Constatou-se que uma das primeiras menções feitas deste termo ocorreu em no mundo da escrita: uma perspectiva psicolingüística (1986) por Mary A. Kato, segundo Magda Soares (2003: 15).
A mesma registra, nesta obra, que foram feitas buscas em dicionários da língua portuguesa
quanto ao significado da palavra, no dicionário Aurélio, por exemplo, nada foi encontrado, bem
como também, não foi encontrado o verbo “letrar”, porém, o Dicionário Contemporâneo da
Língua Portuguesa de Caldas Aulete, com edição constando de mais de um século, contém o
verbete com o simples significado de “escrita”. Ela ressalta, ainda, que no mesmo dicionário esse vocábulo é classificado como “antiquado”. Ora, logo, este termo caiu em desuso há bastante
tempo em nossa língua. Então, por que este termo tem sido utilizado agora com certa freqüência
nos campos educacionais e lingüísticos?

Devemos esclarecer que esse vocábulo não tem sido usado, atualmente, com a denotação supracitada. O termo se originou de uma versão feita da palavra da língua inglesa “literacy”, com
a representação etimológica de estado, condição, ou qualidade de ser literate, e literate é definido como educado, especialmente, para ler e escrever.

Nos dicionários da língua portuguesa o termo alfabetizado diz respeito ao indivíduo que somente aprendeu a ler e escrever, não se diz que é o que adquiriu o estado ou condição de quem se
apossou da leitura e da escrita, e que responde de maneira satisfatória as demandas das práticas sociais. Ainda, ampliando a abrangência da alfabetização, podemos analisá-la à medida que esta reproduz a “formação social existente, ou como um conjunto de práticas culturais que promove
a mudança emancipadora” (DONALDO, 1990: 10).

Leda Verdiani Tfouni, em “Letramento e alfabetização” (1995), afirma que a alfabetização, por muitas vezes, está sendo mal entendida:

Há duas formas segundo as quais comumente se entende a alfabetização: ou como um processo
de aquisição individual de habilidades requeridas para a leitura e escrita, ou como um processo de representação de objetos diversos, de naturezas diferentes.

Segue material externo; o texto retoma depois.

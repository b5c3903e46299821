//! Heuristic vocabularies used by the classifier, annotator and issue detector
//!
//! The defaults reproduce the built-in vocabularies in [`crate::patterns`]. A
//! deployment can override any of them from TOML:
//!
//! ```toml
//! high_risk_threshold = 1
//! ambiguous_terms = ["reasonable", "promptly", "best efforts"]
//! ```

use crate::error::{EngineError, EngineResult};
use crate::patterns::{
    self, find_whole_word, AMBIGUOUS_TERMS, DEFINITION_HEADINGS, RISK_PHRASES, STANDARD_MARKERS,
};
use serde::{Deserialize, Serialize};

#[derive(Debug, Clone, PartialEq, Eq, Serialize, Deserialize)]
#[serde(default)]
pub struct EngineConfig {
    /// Phrases counted towards a clause's risk level
    pub risk_phrases: Vec<String>,
    /// A clause is high risk when it holds strictly more distinct phrases than this
    pub high_risk_threshold: usize,
    /// Words flagged as ambiguous language
    pub ambiguous_terms: Vec<String>,
    /// Heading titles that open a definitions scope
    pub definition_headings: Vec<String>,
    /// Words marking a clause as standard rather than custom
    pub standard_markers: Vec<String>,
}

fn owned(values: &[&str]) -> Vec<String> {
    values.iter().map(|v| v.to_string()).collect()
}

impl Default for EngineConfig {
    fn default() -> Self {
        Self {
            risk_phrases: owned(RISK_PHRASES),
            high_risk_threshold: 2,
            ambiguous_terms: owned(AMBIGUOUS_TERMS),
            definition_headings: owned(DEFINITION_HEADINGS),
            standard_markers: owned(STANDARD_MARKERS),
        }
    }
}

impl EngineConfig {
    /// Parse and validate a TOML document. Missing keys keep their defaults.
    pub fn from_toml_str(s: &str) -> EngineResult<Self> {
        let config: EngineConfig =
            toml::from_str(s).map_err(|e| EngineError::Config(e.to_string()))?;
        config.validate()?;
        Ok(config)
    }

    pub fn validate(&self) -> EngineResult<()> {
        if self.risk_phrases.is_empty() {
            return Err(EngineError::Config(
                "risk_phrases must not be empty".to_string(),
            ));
        }
        if self.high_risk_threshold == 0 {
            return Err(EngineError::Config(
                "high_risk_threshold must be at least 1".to_string(),
            ));
        }

        let vocabularies = [
            ("risk_phrases", &self.risk_phrases),
            ("ambiguous_terms", &self.ambiguous_terms),
            ("definition_headings", &self.definition_headings),
            ("standard_markers", &self.standard_markers),
        ];
        for (name, entries) in vocabularies {
            if entries.iter().any(|e| e.trim().is_empty()) {
                return Err(EngineError::Config(format!(
                    "{} contains a blank entry",
                    name
                )));
            }
        }

        Ok(())
    }

    /// Whether a heading title opens a definitions scope (`1. Definitions`,
    /// `Definitions and Interpretation`, ...).
    pub fn is_definitions_heading(&self, title: &str) -> bool {
        let title = patterns::normalize(title);
        self.definition_headings
            .iter()
            .any(|marker| find_whole_word(&title, &patterns::normalize(marker)).next().is_some())
    }
}
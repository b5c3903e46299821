use shared_types::SectionId;
use thiserror::Error;

/// Errors surfaced by the engine's section-scoped operations and config loading.
///
/// Parsing itself never fails; malformed input degrades to paragraphs.
#[derive(Error, Debug, Clone, PartialEq, Eq)]
pub enum EngineError {
    /// The id does not belong to the supplied tree. Re-derive it from the
    /// latest parse result instead of retrying with the stale id.
    #[error("Section not found: {section_id}")]
    SectionNotFound { section_id: SectionId },

    #[error("Invalid engine configuration: {0}")]
    Config(String),
}

pub type EngineResult<T> = Result<T, EngineError>;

O mal-entendido que parece estar na base da primeira perspectiva é que a alfabetização é algo que chega a um fim, e pode, portanto,
ser descrita sob a forma de objetivos instrucionais. Como processo que é parece-me antes que
o que caracteriza a alfabetização é a sua incompletude.

Com isso, fica subentendido, pelo aspecto sociointeracionista, que a alfabetização do individuo,
é algo que nunca será alcançado por completo, não há um ponto final. A realidade é que existe a extensão e a amplitude da alfabetização no educando, no que diz respeito às práticas sociais que envolvem a leitura e a escrita. Neste âmbito, muitos estudiosos discutem a necessidade de se transpor os rígidos conceitos estabelecidos sobre a alfabetização, e assim, considerá-la como a relação entre os educandos e o mundo, pois, este está em constante processo de transformação.
E o indivíduo para não ser atropelado e marginalizado pelas mudanças sociais deverá acompanhar, através da atualização individual, o processo que levará ao crescimento e desenvolvimento.
Não que o educando não tenha qualquer saber antes da alfabetização, pelo contrário, sabemos
que todo indivíduo possui, de alguma forma, níveis de conhecimento. E, isto, foi muito bem
discorrido por Paulo Freire:

O ato de ler e escrever deve começar a partir de uma compreensão muito abrangente do ato de ler o mundo, coisa que os seres humanos fazem antes de ler a palavra. Até mesmo historicamente, os seres humanos primeiro mudaram o mundo, depois revelaram o mundo e a seguir escreveram as palavras.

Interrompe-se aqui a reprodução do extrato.